My darling diary! Been a while aint it? I always do this, I go through phases of writing in you loads and then don't go near you for a few months. Its grand! You know you're dear to me and that I would probably go insane without you. I say go insane, I'm pretty close to insanity at the best of times. You would be too if you were in my position to be fair! Or maybe it is just me? Am I actually crazy? Most people seem to think so at any rate. I just nod and smile and then do a little dance and hope it goes away but it does get to you after a while. Because after having twenty seven years of people telling you you're not normal it does eventually get to you. Everything gets to you.

But what's been happening since you last wrote in me I hear you cry? Well! Various bits and pieces! I moved in with Alvey or Bucke or whatever he wants to call himself. I know! Its contraversial to move away from the tree but I was starving, screwed up and needed looking after and he offered to do just that for me. So I took up his offer and am now living in a forge. Its grand! He's a lovely lad really. I'm not sure everyone shares my sentiments and I know I haven't always shared them but he's so good to me. Way better than I deserve. I think that's the hardest thing about him - I know he could do better than me and so I wonder what he actually sees in me? I treat him like dirt and he stays with me. Its odd. Very odd. Love does funny things I guess! And on that note I'm not sure what to think. Because I'm fairly confident that I do love him but I have no idea. I've never really experienced love before so I don't know what it looks like or what you're supposed to do with it or what. One thing is certian however - no matter what he says we are NOT going to get married. It just aint going to happen!
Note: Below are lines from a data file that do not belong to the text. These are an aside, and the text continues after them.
use common::storage::S3Settings;
use config::{Config, ConfigError, Environment, File};
use serde::Deserialize;

#[derive(Debug, Deserialize, Clone)]
pub struct CorsConfig {
    #[serde(default)]
    pub allow_origins: Vec<String>,
    #[serde(default = "default_cors_max_age")]
    pub max_age: u64,
}

fn default_cors_max_age() -> u64 {
    3600
}

impl Default for CorsConfig {
    fn default() -> Self {
        Self {
            allow_origins: Vec::new(),
            max_age: default_cors_max_age(),
        }
    }
}

#[derive(Debug, Deserialize, Clone)]
pub struct ServerConfig {
    pub host: String,
    pub port: u16,
    #[serde(default)]
    pub cors: CorsConfig,
}

#[derive(Debug, Deserialize, Clone)]
pub struct DatabaseConfig {
    pub url: String,
}

/// Identity-service and session settings.
///
/// `jwt_secret` verifies the session tokens issued by the identity service
/// and never leaves the server. `identity_url` and `identity_public_key` are
/// safe to hand to browsers.
#[derive(Debug, Deserialize, Clone)]
pub struct AuthConfig {
    pub jwt_secret: String,
    #[serde(default = "default_jwt_audience")]
    pub jwt_audience: String,
    pub identity_url: String,
    pub identity_public_key: String,
    #[serde(default = "default_session_cookie")]
    pub session_cookie: String,
    /// Mark the session cookie `Secure`. Turn off only for plain-HTTP development.
    #[serde(default = "default_cookie_secure")]
    pub cookie_secure: bool,
}

fn default_jwt_audience() -> String {
    "authenticated".into()
}
fn default_session_cookie() -> String {
    "access_token".into()
}
fn default_cookie_secure() -> bool {
    true
}

#[derive(Debug, Deserialize, Clone)]
pub struct StorageConfig {
    /// Storage provider domain, e.g. `s3.bitiful.net`. Public object URLs are
    /// `https://{bucket}.{domain}/{key}`.
    pub domain: String,
    /// Signing endpoint. Defaults to `https://{domain}`.
    #[serde(default)]
    pub endpoint: Option<String>,
    pub region: String,
    pub access_key_id: String,
    pub secret_access_key: String,
    pub bucket: String,
    #[serde(default)]
    pub path_style: bool,
    /// Lifetime of a pre-signed upload URL.
    #[serde(default = "default_presign_ttl_secs")]
    pub presign_ttl_secs: u32,
    /// Random symbols appended to generated object keys.
    #[serde(default = "default_key_suffix_len")]
    pub key_suffix_len: usize,
    /// Provider resize parameters appended to preview URLs.
    #[serde(default = "default_thumbnail_query")]
    pub thumbnail_query: String,
}

fn default_presign_ttl_secs() -> u32 {
    300
}
fn default_key_suffix_len() -> usize {
    6
}
fn default_thumbnail_query() -> String {
    "w=50&h=50&mode=clip".into()
}

impl StorageConfig {
    pub fn endpoint(&self) -> String {
        self.endpoint
            .clone()
            .unwrap_or_else(|| format!("https://{}", self.domain))
    }

    pub fn s3_settings(&self) -> S3Settings {
        S3Settings {
            bucket: self.bucket.clone(),
            region: self.region.clone(),
            endpoint: self.endpoint(),
            access_key_id: self.access_key_id.clone(),
            secret_access_key: self.secret_access_key.clone(),
            path_style: self.path_style,
        }
    }

    /// Public URL of an object.
    pub fn public_url(&self, key: &str) -> String {
        format!("https://{}.{}/{}", self.bucket, self.domain, key)
    }

    /// Public URL of a resized preview of an object.
    pub fn preview_url(&self, key: &str) -> String {
        let url = self.public_url(key);
        if self.thumbnail_query.is_empty() {
            url
        } else {
            format!("{url}?{}", self.thumbnail_query)
        }
    }
}

#[derive(Debug, Deserialize, Clone)]
pub struct UploadConfig {
    /// Largest accepted file size in bytes. Default: 50 MiB.
    #[serde(default = "default_max_file_size")]
    pub max_file_size: i64,
    /// How often the pending-upload sweep runs.
    #[serde(default = "default_sweep_interval_secs")]
    pub sweep_interval_secs: u64,
    /// Extra time after URL expiry before a pending upload is reconciled.
    #[serde(default = "default_sweep_grace_secs")]
    pub sweep_grace_secs: u64,
}

fn default_max_file_size() -> i64 {
    50 * 1024 * 1024
}
fn default_sweep_interval_secs() -> u64 {
    60
}
fn default_sweep_grace_secs() -> u64 {
    60
}

impl Default for UploadConfig {
    fn default() -> Self {
        Self {
            max_file_size: default_max_file_size(),
            sweep_interval_secs: default_sweep_interval_secs(),
            sweep_grace_secs: default_sweep_grace_secs(),
        }
    }
}

#[derive(Debug, Deserialize, Clone)]
pub struct AppConfig {
    pub server: ServerConfig,
    pub database: DatabaseConfig,
    pub auth: AuthConfig,
    pub storage: StorageConfig,
    #[serde(default)]
    pub upload: UploadConfig,
}

/// `IMGOOD__STORAGE__SECRET_ACCESS_KEY` sets `storage.secret_access_key`.
fn env_overrides() -> Environment {
    Environment::with_prefix("IMGOOD").separator("__")
}

impl AppConfig {
    pub fn load() -> Result<Self, ConfigError> {
        let config_path =
            std::env::var("IMGOOD_CONFIG").unwrap_or_else(|_| "config/config".to_string());

        let s = Config::builder()
            .set_default("server.host", "127.0.0.1")?
            .set_default("server.port", 3000)?
            .add_source(File::with_name(&config_path).required(false))
            .add_source(env_overrides())
            .build()?;

        s.try_deserialize()
    }

    /// How long a pending record may wait for its object before it is settled:
    /// the upload URL lifetime plus the sweep grace period.
    pub fn pending_max_age(&self) -> chrono::Duration {
        let secs = u64::from(self.storage.presign_ttl_secs)
            .saturating_add(self.upload.sweep_grace_secs);
        i64::try_from(secs)
            .ok()
            .and_then(chrono::Duration::try_seconds)
            .unwrap_or(chrono::Duration::MAX)
    }
}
In other news, I made friends with a lad named Thayalengir who now hates me because I apparantly drink too much. I did also accidentally get him in jail twice but I don't understand how that's putting him off! I mean! I got Joran in jail almost every week and he bailed me out at least twice as much as that and he never held it against me. Each to their own I guess! Not that I'm really complaining, as long as he don't hurt anyone that I care about over it I don't mind him not getting on with me, although I just wish he could see that I still care about him! Silly stubborn men! At least he aint proposed to me or anything.